= Court of Historical Review =

Mock court in San Francisco, California

The Court of Historical Review (sometimes called the Court of Historical Review and Appeal) is a mock court in San Francisco, California. It has been convened on irregular intervals over several decades in order to decide questions of historical curiosity. The court's judgment is purely symbolic and has no legal or academic authority. The court has been presided over by a number of actual or retired judges, including U.S. District Court Judge Daniel Hanlon and San Francisco Municipal Court Judge George T. Choppelas.

Though it is a mock court, a number of notable attorneys and civic figures have argued cases and appeared as "witnesses", sometimes in character as historical figures. The court's proceedings are described as colorful and are reported widely.

== Cases ==

The most widely noted case before the Court of Historical Review was in 1983, when it determined that the fortune cookie was invented in San Francisco, not Los Angeles. Participants in the case "wore yellow makeup and Celestial costumes and spoke in pidgin English as they presented the oral history underlying each side’s case".

Lefty O'Doul was not named to the Baseball Hall of Fame before his death in December 1969, and is still waiting to be recognized—an ongoing issue important to many fans of the game. The 76th meeting of the Court of Historical Review in 1997 heard spirited arguments from the opposition justifying his exclusion, along with others supporting his admittance. In the end, Judge George T. Choppelas's accepted criterion was sufficient for O'Doul's induction into the Hall of Fame. The verdict was passionately greeted with boos and cheers by both sides of the controversy.

While many issues brought before the court were of uncertain merit—such as determining Elvis Presley was indeed dead—others had a much more serious tone, "retrying" controversial cases which had already passed through actual courts of law. For example, although Shoeless Joe Jackson had been acquitted over the 1919 Black Sox Scandal in 1921, stories about his presumed guilt continued to be distributed; he was barred from playing ball professionally and could not be admitted into the Baseball Hall of Fame. In 1993, Jackson's innocence was affirmed by the Court of Historical Review. Some International Church of the Foursquare Gospel leaders used the Aimee Semple McPherson ruling in 1990 as a modern vindication by law professionals who re-examined the evidence, agreeing with the earlier grand jury inquiries that there was nothing substantial disproving their founder's 1926 kidnapping story. The mock court did not come to any decisive ruling on whether or not Bruno Hauptman was guilty of his charged crimes resulting in his execution, but recommended that the case be reopened. This prompted a reply from New Jersey authorities who stated they saw no reason to do so.

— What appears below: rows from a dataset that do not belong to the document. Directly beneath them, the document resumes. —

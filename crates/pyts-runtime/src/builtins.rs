//! Remaining builtin functions: aggregation, ordering, collection
//! constructors and character/radix helpers.

use crate::error::{Result, SupportError};
use crate::value::{Number, Value, compare};
use std::cmp::Ordering;

/// Arguments for `min`/`max`: one iterable, or two or more values.
fn candidates(name: &str, args: &[Value]) -> Result<Vec<Value>> {
    match args {
        [] => Err(SupportError::Type(format!(
            "{name} expected at least 1 argument, got 0"
        ))),
        [single] => single.iter_values(),
        many => Ok(many.to_vec()),
    }
}

fn extreme(name: &str, args: &[Value], keep: Ordering) -> Result<Value> {
    let mut items = candidates(name, args)?.into_iter();
    let mut best = items
        .next()
        .ok_or_else(|| SupportError::Value(format!("{name}() arg is an empty sequence")))?;
    for item in items {
        if compare(&item, &best)? == keep {
            best = item;
        }
    }
    Ok(best)
}

pub fn min(args: &[Value]) -> Result<Value> {
    extreme("min", args, Ordering::Less)
}

pub fn max(args: &[Value]) -> Result<Value> {
    extreme("max", args, Ordering::Greater)
}

/// `sum(iterable, start=0)`.
pub fn sum(iterable: &Value, start: Option<&Value>) -> Result<Value> {
    let mut total = start.cloned().unwrap_or(Value::Int(0));
    if matches!(total, Value::Str(_)) {
        return Err(SupportError::Type(
            "sum() can't sum strings [use ''.join(seq) instead]".into(),
        ));
    }
    for item in iterable.iter_values()? {
        total = add(&total, &item)?;
    }
    Ok(total)
}

fn add(a: &Value, b: &Value) -> Result<Value> {
    match (a, b) {
        (Value::List(x), Value::List(y)) => Ok(Value::List([x.clone(), y.clone()].concat())),
        (Value::Tuple(x), Value::Tuple(y)) => Ok(Value::Tuple([x.clone(), y.clone()].concat())),
        _ => match (a.as_number(), b.as_number()) {
            (Some(Number::Int(x)), Some(Number::Int(y))) => x
                .checked_add(y)
                .map(Value::Int)
                .ok_or_else(|| SupportError::Overflow("integer addition overflow".into())),
            (Some(x), Some(y)) => Ok(Value::Float(x.as_f64() + y.as_f64())),
            _ => Err(SupportError::Type(format!(
                "unsupported operand type(s) for +: '{}' and '{}'",
                a.type_name(),
                b.type_name()
            ))),
        },
    }
}

/// `sorted(iterable, reverse=False)`. Stable, like Python's sort.
pub fn sorted(iterable: &Value, reverse: bool) -> Result<Value> {
    let mut items = iterable.iter_values()?;
    let mut failure = None;
    items.sort_by(|a, b| {
        compare(a, b).unwrap_or_else(|err| {
            failure.get_or_insert(err);
            Ordering::Equal
        })
    });
    if let Some(err) = failure {
        return Err(err);
    }
    if reverse {
        // Reverse while keeping equal elements in their original order.
        items = stable_reverse(items);
    }
    Ok(Value::List(items))
}

fn stable_reverse(items: Vec<Value>) -> Vec<Value> {
    let mut runs: Vec<Vec<Value>> = Vec::new();
    for item in items {
        match runs.last_mut() {
            Some(run) if run.last().is_some_and(|last| *last == item) => run.push(item),
            _ => runs.push(vec![item]),
        }
    }
    runs.into_iter().rev().flatten().collect()
}

pub fn reversed(iterable: &Value) -> Result<Value> {
    match iterable {
        Value::Set(_) => Err(SupportError::Type("'set' object is not reversible".into())),
        other => {
            let mut items = other.iter_values()?;
            items.reverse();
            Ok(Value::List(items))
        }
    }
}

pub fn any(iterable: &Value) -> Result<bool> {
    Ok(iterable.iter_values()?.iter().any(Value::is_truthy))
}

pub fn all(iterable: &Value) -> Result<bool> {
    Ok(iterable.iter_values()?.iter().all(Value::is_truthy))
}

pub fn list(iterable: Option<&Value>) -> Result<Value> {
    match iterable {
        Some(value) => Ok(Value::List(value.iter_values()?)),
        None => Ok(Value::List(Vec::new())),
    }
}

pub fn tuple(iterable: Option<&Value>) -> Result<Value> {
    match iterable {
        Some(value) => Ok(Value::Tuple(value.iter_values()?)),
        None => Ok(Value::Tuple(Vec::new())),
    }
}

pub fn set(iterable: Option<&Value>) -> Result<Value> {
    match iterable {
        Some(value) => Ok(Value::set(value.iter_values()?)),
        None => Ok(Value::Set(Vec::new())),
    }
}

/// `dict(mapping)` or `dict(pairs)`.
pub fn dict(source: Option<&Value>) -> Result<Value> {
    let Some(source) = source else {
        return Ok(Value::Dict(Vec::new()));
    };
    if let Value::Dict(entries) = source {
        return Ok(Value::Dict(entries.clone()));
    }
    let mut pairs = Vec::new();
    for (position, item) in source.iter_values()?.into_iter().enumerate() {
        match item {
            Value::List(pair) | Value::Tuple(pair) if pair.len() == 2 => {
                let mut pair = pair.into_iter();
                if let (Some(k), Some(v)) = (pair.next(), pair.next()) {
                    pairs.push((k, v));
                }
            }
            _ => {
                return Err(SupportError::Value(format!(
                    "dictionary update sequence element #{position} has wrong length"
                )));
            }
        }
    }
    Ok(Value::dict(pairs))
}

pub fn ord(value: &Value) -> Result<i64> {
    match value {
        Value::Str(s) => {
            let mut chars = s.chars();
            match (chars.next(), chars.next()) {
                (Some(c), None) => Ok(i64::from(u32::from(c))),
                _ => Err(SupportError::Type(format!(
                    "ord() expected a character, but string of length {} found",
                    s.chars().count()
                ))),
            }
        }
        other => Err(SupportError::Type(format!(
            "ord() expected string of length 1, but {} found",
            other.type_name()
        ))),
    }
}

pub fn chr(code: i64) -> Result<String> {
    u32::try_from(code)
        .ok()
        .and_then(char::from_u32)
        .map(String::from)
        .ok_or_else(|| SupportError::Value("chr() arg not in range(0x110000)".into()))
}

fn radix_text(value: i64, prefix: &str, digits: String) -> String {
    let sign = if value < 0 { "-" } else { "" };
    format!("{sign}{prefix}{digits}")
}

pub fn hex(value: i64) -> String {
    radix_text(value, "0x", format!("{:x}", value.unsigned_abs()))
}

pub fn oct(value: i64) -> String {
    radix_text(value, "0o", format!("{:o}", value.unsigned_abs()))
}

pub fn bin(value: i64) -> String {
    radix_text(value, "0b", format!("{:b}", value.unsigned_abs()))
}

#[cfg(test)]
mod tests {
    use super::*;

    fn ints(values: &[i64]) -> Value {
        Value::list(values.iter().copied().map(Value::Int))
    }

    #[test]
    fn test_min_max_over_iterable_and_arguments() {
        assert_eq!(min(&[ints(&[3, 1, 2])]), Ok(Value::Int(1)));
        assert_eq!(max(&[Value::Int(3), Value::Float(4.5)]), Ok(Value::Float(4.5)));
        assert!(matches!(min(&[ints(&[])]), Err(SupportError::Value(_))));
    }

    #[test]
    fn test_sum_with_start() {
        assert_eq!(sum(&ints(&[1, 2, 3]), None), Ok(Value::Int(6)));
        assert_eq!(
            sum(&ints(&[1, 2]), Some(&Value::Float(0.5))),
            Ok(Value::Float(3.5))
        );
        assert!(sum(&ints(&[1]), Some(&Value::str(""))).is_err());
    }

    #[test]
    fn test_sorted_and_reverse() {
        assert_eq!(sorted(&ints(&[3, 1, 2]), false), Ok(ints(&[1, 2, 3])));
        assert_eq!(sorted(&ints(&[3, 1, 2]), true), Ok(ints(&[3, 2, 1])));
        let mixed = Value::list([Value::Int(1), Value::str("a")]);
        assert!(matches!(sorted(&mixed, false), Err(SupportError::Type(_))));
    }

    #[test]
    fn test_collection_constructors() {
        assert_eq!(
            list(Some(&Value::str("ab"))),
            Ok(Value::list([Value::str("a"), Value::str("b")]))
        );
        assert_eq!(set(Some(&ints(&[1, 1, 2]))), Ok(Value::set([Value::Int(1), Value::Int(2)])));
        let pairs = Value::list([Value::tuple([Value::str("a"), Value::Int(1)])]);
        assert_eq!(
            dict(Some(&pairs)),
            Ok(Value::dict([(Value::str("a"), Value::Int(1))]))
        );
        assert!(dict(Some(&ints(&[1]))).is_err());
    }

    #[test]
    fn test_character_and_radix_helpers() {
        assert_eq!(ord(&Value::str("A")), Ok(65));
        assert!(ord(&Value::str("AB")).is_err());
        assert_eq!(chr(97), Ok("a".to_string()));
        assert!(chr(-1).is_err());
        assert_eq!(hex(-255), "-0xff");
        assert_eq!(oct(8), "0o10");
        assert_eq!(bin(5), "0b101");
    }

    #[test]
    fn test_any_all_reversed() {
        assert_eq!(any(&ints(&[0, 0, 1])), Ok(true));
        assert_eq!(all(&ints(&[])), Ok(true));
        assert_eq!(reversed(&ints(&[1, 2])), Ok(ints(&[2, 1])));
    }
}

A partial list of the verdicts of the court include:

- A ruling in 1983 that the Martini was invented in San Francisco, and not nearby Martinez, California. However, the decision was later reversed by a Martinez Appellate Court that included California Appellate Court Justices Wakefield Taylor and Frank Bray, confirming that the Martini was invented in Martinez.
- A ruling in 1987 that chicken soup deserves its reputation as "Jewish penicillin".
- A 1989 ruling that Albert Einstein did not meet with Marilyn Monroe.
- A recommendation that the Bruno Hauptman case be re-opened.
- A ruling in 1990 that the legend of Cinderella originated in Italy, rather than France, China, or the United States.
- A ruling in 1990 that there was never any substantial evidence to show Aimee Semple McPherson's kidnapping story to be untrue.
- Another ruling in 1990 that mystery author Dashiell Hammett did work as a detective for the Pinkerton's National Detective Agency.
- A ruling in 1993 that Shoeless Joe Jackson was not guilty in the 1919 Black Sox scandal.
- Another ruling in 1993 that Elvis Presley was, in fact, dead.
- A ruling in 1997 that Lefty O'Doul deserves to be admitted into the Baseball Hall of Fame.